I know because I was once a victim of a poorly maintained field. During a college lacrosse game, I stepped into a hole, tearing my Anterior Cruciate ligaments and the menial meniscus cartilage in my right knee. My knee was so badly damaged it required two surgeries and months of casts and rehabilitation. I never played lacrosse again.
If only someone had taken a few moments to check the field before the game began, I probably would never have been injured.
Recent statistics suggest that as many as 25% percent of all soccer injuries result from poor field conditions. (Couture 2010).
While game officials are usually the ones responsible for inspecting a field before a game begins to ensure that it is in a playable condition, the reality is that, all too often, the referee barely arrives at the field in time for the game itself (if he or she shows at all!) and assumes that the coaches have inspected the field.
The coaches are so busy getting their team ready to play and giving last minute instructions that they also don't have time to check the field for holes, puddles, broken glass, stones or other debris. Most coaches are happy to leave this task to the ref, so they don't bother to check the field themselves.
The solution? Set up a field detail:
- Before the game: A parent should check the condition of the field, removing debris and eliminating any hazards. A reminder: that includes checking to see that the goalposts are securely anchored.
- After the game: When the game is over, the same parent should make sure that the field is left the way it was found, removing all litter from the field, sidelines and around the player benches.
- Setup a schedule: Assigning field detail to the parent bringing the water and orange slices to that week's game probably makes the most sense.
- Enlist coaches and players. Before starting practice or pre-game drills, the coach should check it from corner to corner (including the goals). The players can help too. That way they will learn how important it is to have a clean and safe playing surface.

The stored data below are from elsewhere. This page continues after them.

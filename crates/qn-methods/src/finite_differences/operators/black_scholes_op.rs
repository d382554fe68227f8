//! Black-Scholes operator in log-spot.

use super::{
    FdmLinearOp, FdmLinearOpComposite, FirstDerivativeOp, SecondDerivativeOp, TripleBandLinearOp,
};
use crate::finite_differences::mesher_composite::FdmMesher;
use qn_core::{errors::Result, Real, Time};
use qn_math::Array;
use qn_processes::GeneralizedBlackScholesProcess;
use qn_termstructures::{BlackVolTermStructure, YieldTermStructure};
use std::sync::Arc;

/// `∂V/∂t + (r − q − ½σ²) ∂V/∂x + ½σ² ∂²V/∂x² − r V` with `x = ln S`.
///
/// Rates are the forward rates over the current step; the volatility is
/// either the Black forward volatility at `strike` or, with local
/// volatility, evaluated per grid point at the middle of the step.
#[derive(Debug, Clone)]
pub struct FdmBlackScholesOp {
    mesher: Arc<dyn FdmMesher>,
    process: Arc<GeneralizedBlackScholesProcess>,
    strike: Real,
    local_vol: bool,
    illegal_local_vol_overwrite: Option<Real>,
    direction: usize,
    x: Array,
    dx_map: TripleBandLinearOp,
    dxx_map: TripleBandLinearOp,
    map_t: TripleBandLinearOp,
}

impl FdmBlackScholesOp {
    /// Operator along `direction` of `mesher`. With `local_vol` the
    /// process local volatility is used; non-finite or negative local
    /// variances are replaced by `illegal_local_vol_overwrite²` when given.
    pub fn new(
        mesher: Arc<dyn FdmMesher>,
        process: Arc<GeneralizedBlackScholesProcess>,
        strike: Real,
        local_vol: bool,
        illegal_local_vol_overwrite: Option<Real>,
        direction: usize,
    ) -> Self {
        let x = mesher.locations(direction);
        Self {
            dx_map: FirstDerivativeOp::new(direction, Arc::clone(&mesher)).into(),
            dxx_map: SecondDerivativeOp::new(direction, Arc::clone(&mesher)).into(),
            map_t: TripleBandLinearOp::new(direction, Arc::clone(&mesher)),
            mesher,
            process,
            strike,
            local_vol,
            illegal_local_vol_overwrite,
            direction,
            x,
        }
    }

    fn local_variance(&self, t: Time, x: Real) -> Real {
        let v = self.process.local_vol(t, x.exp());
        let v2 = v * v;
        match self.illegal_local_vol_overwrite {
            Some(o) if !v2.is_finite() || v2 < 0.0 => o * o,
            _ => v2,
        }
    }
}

impl FdmLinearOp for FdmBlackScholesOp {
    fn apply(&self, r: &Array) -> Array {
        self.map_t.apply(r)
    }
}

impl FdmLinearOpComposite for FdmBlackScholesOp {
    fn size(&self) -> usize {
        1
    }

    fn set_time(&mut self, t1: Time, t2: Time) {
        let r = self.process.risk_free_rate().forward_rate(t1, t2);
        let q = self.process.dividend_yield().forward_rate(t1, t2);

        if self.local_vol {
            let tm = 0.5 * (t1 + t2);
            let v = Array::from_fn(self.x.size(), |i| self.local_variance(tm, self.x[i]));
            let drift: Vec<Real> = v.iter().map(|vi| r - q - 0.5 * vi).collect();
            let half_v = v * 0.5;
            self.map_t
                .axpyb(&drift, &self.dx_map, &self.dxx_map.mult(&half_v), &[-r]);
        } else {
            let v = self
                .process
                .black_volatility()
                .black_forward_variance(t1, t2, self.strike)
                / (t2 - t1);
            let half_v = Array::from_element(self.mesher.layout().size(), 0.5 * v);
            self.map_t
                .axpyb(&[r - q - 0.5 * v], &self.dx_map, &self.dxx_map.mult(&half_v), &[-r]);
        }
    }

    fn apply_mixed(&self, r: &Array) -> Array {
        Array::zeros(r.size())
    }

    fn apply_direction(&self, direction: usize, r: &Array) -> Array {
        if direction == self.direction {
            self.map_t.apply(r)
        } else {
            Array::zeros(r.size())
        }
    }

    fn solve_splitting(&self, direction: usize, r: &Array, dt: Real) -> Result<Array> {
        if direction == self.direction {
            self.map_t.solve_splitting(r, -dt, 1.0)
        } else {
            Ok(r.clone())
        }
    }

    fn preconditioner(&self, r: &Array, dt: Real) -> Result<Array> {
        self.solve_splitting(self.direction, r, dt)
    }
}
//! Model parameters and the [`CalibratedModel`] interface.

use qn_core::{ensure, errors::Result, Real};
use std::fmt;
use std::sync::Arc;

// ── Constraints ──────────────────────────────────────────────────────────────

/// Admissible values of a parameter.
pub trait Constraint: fmt::Debug + Send + Sync {
    /// Whether every entry of `values` is admissible.
    fn test(&self, values: &[Real]) -> bool;
}

/// Accepts everything.
#[derive(Debug, Clone, Copy, Default)]
pub struct NoConstraint;

impl Constraint for NoConstraint {
    fn test(&self, _values: &[Real]) -> bool {
        true
    }
}

/// Strictly positive values.
#[derive(Debug, Clone, Copy, Default)]
pub struct PositiveConstraint;

impl Constraint for PositiveConstraint {
    fn test(&self, values: &[Real]) -> bool {
        values.iter().all(|&v| v > 0.0)
    }
}

/// Values in `[lower, upper]`.
#[derive(Debug, Clone, Copy)]
pub struct BoundaryConstraint {
    /// Lower bound, inclusive.
    pub lower: Real,
    /// Upper bound, inclusive.
    pub upper: Real,
}

impl BoundaryConstraint {
    /// Constraint to `[lower, upper]`.
    pub fn new(lower: Real, upper: Real) -> Self {
        Self { lower, upper }
    }
}

impl Constraint for BoundaryConstraint {
    fn test(&self, values: &[Real]) -> bool {
        values.iter().all(|&v| v >= self.lower && v <= self.upper)
    }
}

// ── Parameter ────────────────────────────────────────────────────────────────

/// A calibratable model parameter: one or more values under a constraint.
#[derive(Debug, Clone)]
pub struct Parameter {
    values: Vec<Real>,
    constraint: Arc<dyn Constraint>,
}

impl Parameter {
    /// Parameter with initial `values`.
    pub fn new(values: Vec<Real>, constraint: impl Constraint + 'static) -> Self {
        Self {
            values,
            constraint: Arc::new(constraint),
        }
    }

    /// Scalar parameter without constraint.
    pub fn constant(value: Real) -> Self {
        Self::new(vec![value], NoConstraint)
    }

    /// Scalar value.
    pub fn value(&self) -> Real {
        self.values[0]
    }

    /// All values.
    pub fn values(&self) -> &[Real] {
        &self.values
    }

    /// Number of values.
    pub fn size(&self) -> usize {
        self.values.len()
    }

    /// Replace the values, which must satisfy the constraint.
    pub fn set_values(&mut self, values: &[Real]) -> Result<()> {
        ensure!(
            values.len() == self.values.len(),
            "parameter takes {} values, {} given",
            self.values.len(),
            values.len()
        );
        ensure!(
            self.constraint.test(values),
            "values {values:?} violate constraint {:?}",
            self.constraint
        );
        self.values.copy_from_slice(values);
        Ok(())
    }

    /// Whether the current values satisfy the constraint.
    pub fn is_valid(&self) -> bool {
        self.constraint.test(&self.values)
    }

    /// The constraint.
    pub fn constraint(&self) -> &dyn Constraint {
        self.constraint.as_ref()
    }
}

// ── CalibratedModel ──────────────────────────────────────────────────────────

/// A model described by a list of [`Parameter`]s.
pub trait CalibratedModel: fmt::Debug + Send + Sync {
    /// The parameters, in the model's canonical order.
    fn params(&self) -> &[Parameter];

    /// Set all parameter values from a flat vector, in the order of
    /// [`params`](Self::params).
    fn set_params(&mut self, values: &[Real]) -> Result<()>;

    /// All parameter values as one flat vector.
    fn flat_params(&self) -> Vec<Real> {
        self.params()
            .iter()
            .flat_map(|p| p.values().iter().copied())
            .collect()
    }
}

/// Apply `values` to `params` in order, checking the total length.
pub(crate) fn assign_flat(params: &mut [Parameter], values: &[Real]) -> Result<()> {
    let expected: usize = params.iter().map(Parameter::size).sum();
    ensure!(
        values.len() == expected,
        "model takes {expected} parameter values, {} given",
        values.len()
    );
    let mut offset = 0;
    for p in params.iter() {
        let chunk = &values[offset..offset + p.size()];
        ensure!(
            p.constraint.test(chunk),
            "values {chunk:?} violate constraint {:?}",
            p.constraint
        );
        offset += p.size();
    }
    offset = 0;
    for p in params.iter_mut() {
        let n = p.size();
        p.values.copy_from_slice(&values[offset..offset + n]);
        offset += n;
    }
    Ok(())
}

#[cfg(test)]
mod tests {
    use super::*;

    #[test]
    fn constraints_are_enforced_on_update() {
        let mut p = Parameter::new(vec![0.1], PositiveConstraint);
        assert!(p.is_valid());
        assert!(p.set_values(&[-0.1]).is_err());
        assert_eq!(p.value(), 0.1);
        p.set_values(&[0.3]).unwrap();
        assert_eq!(p.value(), 0.3);

        let mut rho = Parameter::new(vec![0.0], BoundaryConstraint::new(-1.0, 1.0));
        assert!(rho.set_values(&[1.5]).is_err());
        assert!(rho.set_values(&[0.0, 0.1]).is_err());
        assert!(Parameter::constant(-5.0).is_valid());
    }

    #[test]
    fn flat_assignment_walks_parameters_in_order() {
        let mut params = vec![
            Parameter::new(vec![1.0], PositiveConstraint),
            Parameter::new(vec![2.0, 3.0], NoConstraint),
        ];
        assign_flat(&mut params, &[4.0, 5.0, 6.0]).unwrap();
        assert_eq!(params[1].values(), &[5.0, 6.0]);
        assert!(assign_flat(&mut params, &[1.0]).is_err());
    }
}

According to an expert panel of the American Academy of Pediatrics (Koutures 2010), appropriate monitoring of field conditions, specifically holes or other irregularities, can reduce leg injuries in soccer.
The AAP's 2012 Policy Statement on Baseball and Softball also recommends regular inspection of baseball diamonds for hazards, including problems with sprinkler heads, gopher holes in the outfield, or rocky infields
American Academy of Pediatrics; AAP Council on Sports Medicine and Fitness, Policy Statement: Baseball and Softball. Pediatrics. 2012;129(3):842-856. (doi: 10.1542/peds.2011-3593)(accessed February 26, 2012)
Koutures CG, Gregory AJM. Injuries in Youth Soccer. Pediatrics 2010;125:410-414.